Hack 'n' Slash - Recenzja
Tajemnice programowania.
Studio Double Fine stworzyło grę, w której możemy zmieniać świat. Cóż z tego, skoro świat nie został należycie przygotowany na nasze modyfikacje.
Akcja Hack'n'Slash osadzona jest w bliżej nieokreślonym świecie, którego cechą charakterystyczną są wszechobecne porty USB, montowane na krzakach, urządzeniach, a nawet ludziach. Główna bohaterka - Alice - przypadkiem wchodzi w posiadanie urządzenia, pozwalającego zmieniać właściwości wszystkiego, do czego jesteśmy w stanie się podłączyć.
Korzystając z miecza oraz innych gadżetów, jakie znajdziemy po drodze, musimy pokonać złego czarodzieja, rozwiązując zagadki, oparte na języku programowania Lua.
Jedną z największych zalet produkcji Double Fine jest wszechobecny humor i nabijanie się z „zasad” rządzących grami komputerowymi . Szczątkowa fabuła przedstawiona jest z przymrużeniem oka, a twórcy w pełni świadomie operują popularnymi stereotypami i nawiązaniami, szczególnie do serii Zelda, którą wyraźnie inspirowana jest postać głównej bohaterki i jej towarzysza.
Dość nietypowo, gra rozpoczyna się od aktu drugiego, w którym poznajemy główną bohaterkę i jej towarzysza, czerwoną wróżkę imieniem Bob. Wydarzenia z aktu pierwszego są tajemnicą i wiele wskazuje, że sposób na dotarcie do tej części opowieści ukryty jest gdzieś w kodzie, póki co nie znalazł się jeszcze nikt, kto rozpracowałby Hack'n'Slash w tak dużym stopniu.
Z początku sposoby hakowania są dość ograniczone. Możemy zmieniać pojedyncze parametry, takie jak liczbę pól, o jakie przesunie się popchnięty klocek czy nastawienie z natury wrogich przedstawicieli lokalnej fauny. Oprócz standardowej zmiany zachowania, później uda się uruchomić nietypowe opcje - powodując na przykład, że przy zderzeniu ze ścianą lub przeciwnikiem, tworzone przez złego króla bagien kolczaste żółwie będą eksplodować.
„Twórcy nie najlepiej przygotowali się na swobodę, jaką zaoferowali.”
Z czasem w ekwipunku Alice pojawiają się narzędzia zmieniające przepływ czasu i pokazujące niewidoczne gołym okiem elementy świata, nasze możliwości modyfikowania otoczenia znacząco rosną, a zagadki stają się bardziej złożone.
Warto też rozumieć zasadę działania rzeczy, w których dokonujemy zmian, bowiem eksperymentując z ustawieniami możemy stworzyć kulę ognia omiatającą pół planszy lub bezradnie wirującego strażnika.
Wszystko wygląda pięknie w teorii, ale twórcy nie najlepiej przygotowali się na swobodę, jaką zaoferowali.
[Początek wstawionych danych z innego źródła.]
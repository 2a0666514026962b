//! Class cost create/edit flow.
//!
//! A cost row is keyed by (zone method, class). The key is picked once, on
//! create, through a zone select that narrows the zone-method select; after
//! that only the amount and its type can change.

use std::str::FromStr;

use rust_decimal::Decimal;
use serde::Deserialize;
use thiserror::Error;
use tracing::{info, instrument};

use segishop_core::FieldErrors;
use segishop_core::shipping::{
    ClassCost, ClassCostUpdate, NewClassCost, ShippingClass, ShippingRuleError, ShippingZone,
    ZoneMethod, ensure_unique_cost_key,
};
use segishop_core::types::{ClassCostId, ClassId, CostType, ZoneId, ZoneMethodId};

use crate::api::{ApiError, ShippingApi};

/// Why a save did not go through.
#[derive(Debug, Error)]
pub enum CostFormError {
    #[error("{0}")]
    Invalid(FieldErrors),

    #[error(transparent)]
    Rule(#[from] ShippingRuleError),

    #[error(transparent)]
    Api(#[from] ApiError),
}

impl CostFormError {
    /// Form-level message; field errors render inline instead.
    #[must_use]
    pub fn banner(&self) -> Option<String> {
        match self {
            Self::Invalid(_) => None,
            Self::Rule(e) => Some(e.to_string()),
            Self::Api(e) => Some(e.user_message()),
        }
    }
}

/// Raw form fields, as posted or carried in the query string while the
/// zone select cascades.
#[derive(Debug, Clone, Default, Deserialize)]
pub struct CostFormInput {
    #[serde(default)]
    pub zone_id: Option<ZoneId>,
    /// Zone the method list was loaded for; a mismatch means the zone changed.
    #[serde(default)]
    pub loaded_zone_id: Option<ZoneId>,
    #[serde(default)]
    pub zone_method_id: Option<ZoneMethodId>,
    #[serde(default)]
    pub class_id: Option<ClassId>,
    #[serde(default)]
    pub cost: String,
    #[serde(default)]
    pub cost_type: CostType,
}

impl CostFormInput {
    /// Drop the zone method when the zone changed since the methods were
    /// loaded, and unset ids of 0.
    #[must_use]
    pub fn normalized(self) -> Self {
        let zone_id = self.zone_id.filter(|id| id.is_set());
        let zone_method_id = if zone_id == self.loaded_zone_id.filter(|id| id.is_set()) {
            self.zone_method_id.filter(|id| id.is_set())
        } else {
            None
        };
        Self {
            zone_id,
            loaded_zone_id: zone_id,
            zone_method_id,
            class_id: self.class_id.filter(|id| id.is_set()),
            ..self
        }
    }

    fn parse_cost(&self, errors: &mut FieldErrors) -> Option<Decimal> {
        let raw = self.cost.trim();
        if raw.is_empty() {
            errors.add("cost", "Cost is required");
            return None;
        }
        match Decimal::from_str(raw) {
            Ok(cost) if cost.is_sign_negative() && !cost.is_zero() => {
                errors.add("cost", "Cost must be zero or more");
                None
            }
            Ok(cost) => Some(cost),
            Err(_) => {
                errors.add("cost", "Cost must be a number");
                None
            }
        }
    }

    /// Body for a new cost row.
    ///
    /// # Errors
    ///
    /// Returns field-keyed errors for a missing zone method, class or cost.
    pub fn validate_new(&self) -> Result<NewClassCost, FieldErrors> {
        let mut errors = FieldErrors::new();
        let zone_method_id = self.zone_method_id.filter(|id| id.is_set());
        if zone_method_id.is_none() {
            errors.add("zone_method_id", "Select a zone method");
        }
        let class_id = self.class_id.filter(|id| id.is_set());
        if class_id.is_none() {
            errors.add("class_id", "Select a shipping class");
        }
        let cost = self.parse_cost(&mut errors);
        match (zone_method_id, class_id, cost) {
            (Some(shipping_zone_method_id), Some(shipping_class_id), Some(cost))
                if errors.is_empty() =>
            {
                Ok(NewClassCost {
                    shipping_zone_method_id,
                    shipping_class_id,
                    cost,
                    cost_type: self.cost_type,
                })
            }
            _ => Err(errors),
        }
    }

    /// Body for an update. Key fields in the input are ignored.
    ///
    /// # Errors
    ///
    /// Returns field-keyed errors for a missing or negative cost.
    pub fn validate_update(&self) -> Result<ClassCostUpdate, FieldErrors> {
        let mut errors = FieldErrors::new();
        match self.parse_cost(&mut errors) {
            Some(cost) => Ok(ClassCostUpdate {
                cost,
                cost_type: self.cost_type,
            }),
            None => Err(errors),
        }
    }

    /// Whether the save button is enabled.
    #[must_use]
    pub fn can_save(&self) -> bool {
        self.validate_new().is_ok()
    }
}

/// Everything the cost form page renders.
#[derive(Debug, Clone)]
pub struct CostForm {
    /// `Some` when editing; the key selects are then locked.
    pub existing: Option<ClassCost>,
    pub zones: Vec<ShippingZone>,
    pub classes: Vec<ShippingClass>,
    pub zone_methods: Vec<ZoneMethod>,
    pub input: CostFormInput,
    pub errors: FieldErrors,
    pub error: Option<String>,
}

impl CostForm {
    #[must_use]
    pub const fn is_edit(&self) -> bool {
        self.existing.is_some()
    }

    #[must_use]
    pub fn can_save(&self) -> bool {
        if self.is_edit() {
            self.input.validate_update().is_ok()
        } else {
            self.input.can_save()
        }
    }

    /// Attach the outcome of a failed save.
    #[must_use]
    pub fn with_error(mut self, error: &CostFormError) -> Self {
        if let CostFormError::Invalid(fields) = error {
            self.errors = fields.clone();
        }
        self.error = error.banner();
        self
    }
}

pub struct ClassCostFormService<'a> {
    api: &'a dyn ShippingApi,
}

impl<'a> ClassCostFormService<'a> {
    #[must_use]
    pub const fn new(api: &'a dyn ShippingApi) -> Self {
        Self { api }
    }

    /// Build the create form. Zone methods are fetched only once a zone is
    /// chosen.
    ///
    /// # Errors
    ///
    /// Returns the API error if zones or classes cannot be loaded.
    pub async fn create_form(&self, input: CostFormInput) -> Result<CostForm, ApiError> {
        let input = input.normalized();
        let (zones, classes) = tokio::join!(self.api.list_zones(), self.api.list_classes());
        let zone_methods = match input.zone_id {
            Some(zone_id) => self.api.get_zone(zone_id).await?.methods,
            None => Vec::new(),
        };
        Ok(CostForm {
            existing: None,
            zones: zones?,
            classes: classes?,
            zone_methods,
            input,
            errors: FieldErrors::new(),
            error: None,
        })
    }

    /// Build the edit form for an existing cost, prefilled from it.
    ///
    /// # Errors
    ///
    /// Returns [`ApiError::NotFound`] if no cost has that id.
    pub async fn edit_form(&self, id: ClassCostId) -> Result<CostForm, ApiError> {
        let cost = self.find(id).await?;
        let input = CostFormInput {
            zone_id: None,
            loaded_zone_id: None,
            zone_method_id: Some(cost.shipping_zone_method_id),
            class_id: Some(cost.shipping_class_id),
            cost: cost.cost.normalize().to_string(),
            cost_type: cost.cost_type,
        };
        Ok(CostForm {
            existing: Some(cost),
            zones: Vec::new(),
            classes: Vec::new(),
            zone_methods: Vec::new(),
            input,
            errors: FieldErrors::new(),
            error: None,
        })
    }

    /// Look a cost up by id.
    ///
    /// # Errors
    ///
    /// Returns [`ApiError::NotFound`] if no cost has that id.
    pub async fn find(&self, id: ClassCostId) -> Result<ClassCost, ApiError> {
        self.api
            .list_class_costs(None, None)
            .await?
            .into_iter()
            .find(|c| c.id == id)
            .ok_or_else(|| ApiError::NotFound("Shipping class cost not found".to_string()))
    }

    /// Validate, check the key is free, then create.
    ///
    /// # Errors
    ///
    /// Returns field errors, a duplicate-key rule error, or the API error.
    #[instrument(skip(self, input))]
    pub async fn create(&self, input: &CostFormInput) -> Result<Option<ClassCostId>, CostFormError> {
        let body = input.validate_new().map_err(CostFormError::Invalid)?;
        let existing = self
            .api
            .list_class_costs(Some(body.shipping_class_id), None)
            .await?;
        ensure_unique_cost_key(&existing, body.key())?;
        let id = self.api.create_class_cost(&body).await?;
        info!(
            zone_method_id = %body.shipping_zone_method_id,
            class_id = %body.shipping_class_id,
            "Shipping class cost created"
        );
        Ok(id)
    }

    /// Change amount and type of an existing cost.
    ///
    /// # Errors
    ///
    /// Returns field errors or the API error.
    #[instrument(skip(self, input), fields(cost_id = %id))]
    pub async fn update(&self, id: ClassCostId, input: &CostFormInput) -> Result<(), CostFormError> {
        let update = input.validate_update().map_err(CostFormError::Invalid)?;
        self.api.update_class_cost(id, &update).await?;
        info!(cost_id = %id, "Shipping class cost updated");
        Ok(())
    }
}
Z jeden strony, możemy hakerskimi sztuczkami zrzucić patrolującego mapę zwierzaka w przepaść, ale gdy to zrobimy, pojawia się komunikat, że wszechświat uległ zniszczeniu, a my musimy powrócić do ostatniego punktu zapisu.
Uciążliwy jest także fakt, że wprowadzane zmiany nie są zapamiętywane - lokacje resetują się za każdym razem, gdy do nich wracamy, przez co niektóre elementy krajobrazu musimy hakować lub przesuwać po kilka razy.
W późniejszych etapach gry przyjemne zagadki, takie jak hakowanie własnego imienia, by zmylić zarządcę więzienia, zastępowane są przez nudne i żmudne dłubanie w algorytmach. Aby ukończyć Hack'n'Slash musimy znać podstawy prawdziwego programowania na tyle, by wiedzieć, które fragmenty procedur zmienić na naszą korzyść, a szukanie ważnych elementów kodu nawet w całkiem przyjemnym interfejsie, staje się żmudną pracą.
Pod względem graficznym produkcja Double Fine nie zachwyca. O ile trudno przyczepić się do jakości animacji czy barwnych, żywych środowisk, wielokrotnie odwiedzamy identyczne miejsca. I choć bohaterowie żartują na ten temat, tego rodzaju recykling trudno wybaczyć grze, którą można ukończyć w niecałe pięć godzin.
Prototyp Hack'n'Slash powstał podczas sesji Amnesia Fortnight 2012. Ostatecznie został przekształcony w pełnoprawną grę, ale projekt wciąż jest mocno niedokończony. Gdzieś po dwóch godzinach z całkiem przyjemnej zabawy, tytuł zmienia się w powtarzalny i zwyczajnie nudny eksperyment.